I think a lot of it is envy, despite what is achieved in the modern age, no one could think of constructing something like the Pyramids, terracotta army or Taj Mahal, just for one persons burial, no one is that powerful any more.


----------



## fastmongrel (Jan 25, 2018)

The Apollo 11 Moon landing was faked. It was filmed by Stanley Kubrick but he was such a perfectionist he filmed it on location

Reactions: Like Like:
1 | Funny Funny:
5 | Like List reactions


----------



## Peter Gunn (Jan 25, 2018)

I also think it does a great disservice to the people who conceived, designed, built and flew the Mercury - Gemini - Apollo programs when the theorists start spinning their bullsh!t.

Reactions: Like Like:
1 | Agree Agree:
1 | Like List reactions


----------



## The Basket (Jan 25, 2018)

It matched a certain individuals prejudice to accept conspiracy theories.
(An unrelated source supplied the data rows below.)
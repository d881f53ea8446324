//! 检测结果缓存 (Detection Cache)
//!
//! 检测线程每个周期发布一份完整快照, 视频编码/统计查询等读取方随时读取。
//! 锁只在替换 `Arc` 指针时持有, 不覆盖检测计算本身。

use std::sync::Arc;

use parking_lot::Mutex;

use super::types::{DetectionSnapshot, Frame};

/// 单槽快照缓存
#[derive(Default)]
pub struct DetectionCache {
    current: Mutex<Arc<DetectionSnapshot>>,
}

impl DetectionCache {
    pub fn new() -> Self {
        Self::default()
    }

    /// 原子替换当前快照
    pub fn publish(&self, snapshot: DetectionSnapshot) {
        let next = Arc::new(snapshot);
        let previous = std::mem::replace(&mut *self.current.lock(), next);
        // 旧快照在锁外释放
        drop(previous);
    }

    /// 读取最新快照; 尚未发布时返回 `ready == false` 的默认快照
    pub fn read(&self) -> Arc<DetectionSnapshot> {
        Arc::clone(&self.current.lock())
    }

    pub fn is_ready(&self) -> bool {
        self.current.lock().ready
    }
}

/// 最新采集帧 (供渲染方预览, 不与检测线程争抢帧队列)
#[derive(Default)]
pub struct FrameSlot {
    latest: Mutex<Option<Frame>>,
}

impl FrameSlot {
    pub fn new() -> Self {
        Self::default()
    }

    pub fn store(&self, frame: Frame) {
        *self.latest.lock() = Some(frame);
    }

    pub fn latest(&self) -> Option<Frame> {
        self.latest.lock().clone()
    }
}

#[cfg(test)]
mod tests {
    use super::*;
    use crate::detection::types::BBox;
    use std::thread;

    fn snapshot(n: usize) -> DetectionSnapshot {
        DetectionSnapshot {
            people_boxes: vec![BBox::new(0, 0, 10, 10); n],
            people_count: n,
            total_entries: n as u64,
            cycle: n as u64,
            ready: true,
            ..Default::default()
        }
    }

    #[test]
    fn test_read_before_publish_is_not_ready() {
        let cache = DetectionCache::new();
        let snap = cache.read();
        assert!(!snap.ready);
        assert!(snap.people_boxes.is_empty());
        assert!(!cache.is_ready());
    }

    #[test]
    fn test_repeated_reads_identical() {
        let cache = DetectionCache::new();
        cache.publish(snapshot(2));
        let a = cache.read();
        let b = cache.read();
        assert_eq!(*a, *b);
        assert!(Arc::ptr_eq(&a, &b));
    }

    #[test]
    fn test_publish_replaces_snapshot() {
        let cache = DetectionCache::new();
        cache.publish(snapshot(1));
        let old = cache.read();
        cache.publish(snapshot(3));
        assert_eq!(old.people_count, 1);
        assert_eq!(cache.read().people_count, 3);
    }

    #[test]
    fn test_publish_releases_unreferenced_snapshot() {
        let cache = DetectionCache::new();
        cache.publish(snapshot(4));
        let weak = Arc::downgrade(&cache.read());
        cache.publish(snapshot(5));
        assert!(weak.upgrade().is_none());

        // 读取方持有的旧快照不受影响, 且发布后仍可立即加锁
        let held = cache.read();
        cache.publish(snapshot(6));
        assert_eq!(held.people_count, 5);
        assert!(cache.current.try_lock().is_some());
        assert_eq!(cache.read().people_count, 6);
    }

    #[test]
    fn test_concurrent_readers_never_see_torn_snapshot() {
        let cache = Arc::new(DetectionCache::new());
        let writer = {
            let cache = Arc::clone(&cache);
            thread::spawn(move || {
                for n in 0..500 {
                    cache.publish(snapshot(n % 7));
                }
            })
        };
        let readers: Vec<_> = (0..4)
            .map(|_| {
                let cache = Arc::clone(&cache);
                thread::spawn(move || {
                    for _ in 0..500 {
                        let snap = cache.read();
                        assert_eq!(snap.people_boxes.len(), snap.people_count);
                        assert_eq!(snap.total_entries, snap.people_count as u64);
                    }
                })
            })
            .collect();
        writer.join().unwrap();
        for r in readers {
            r.join().unwrap();
        }
    }
}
Either to show they're right or to prove that whitey is keeping them down.
It isn't nonsense if you believe it.
I love the idea of some agency reading my emails and my internet history. That guy has a boring job and as he is reading this I hope he has a good night.


----------



## pbehn (Jan 25, 2018)

One thing I noticed with "theorists" about 911 is they get hold of a fact from people they trust and it trumps all other facts, even ones they know to be true.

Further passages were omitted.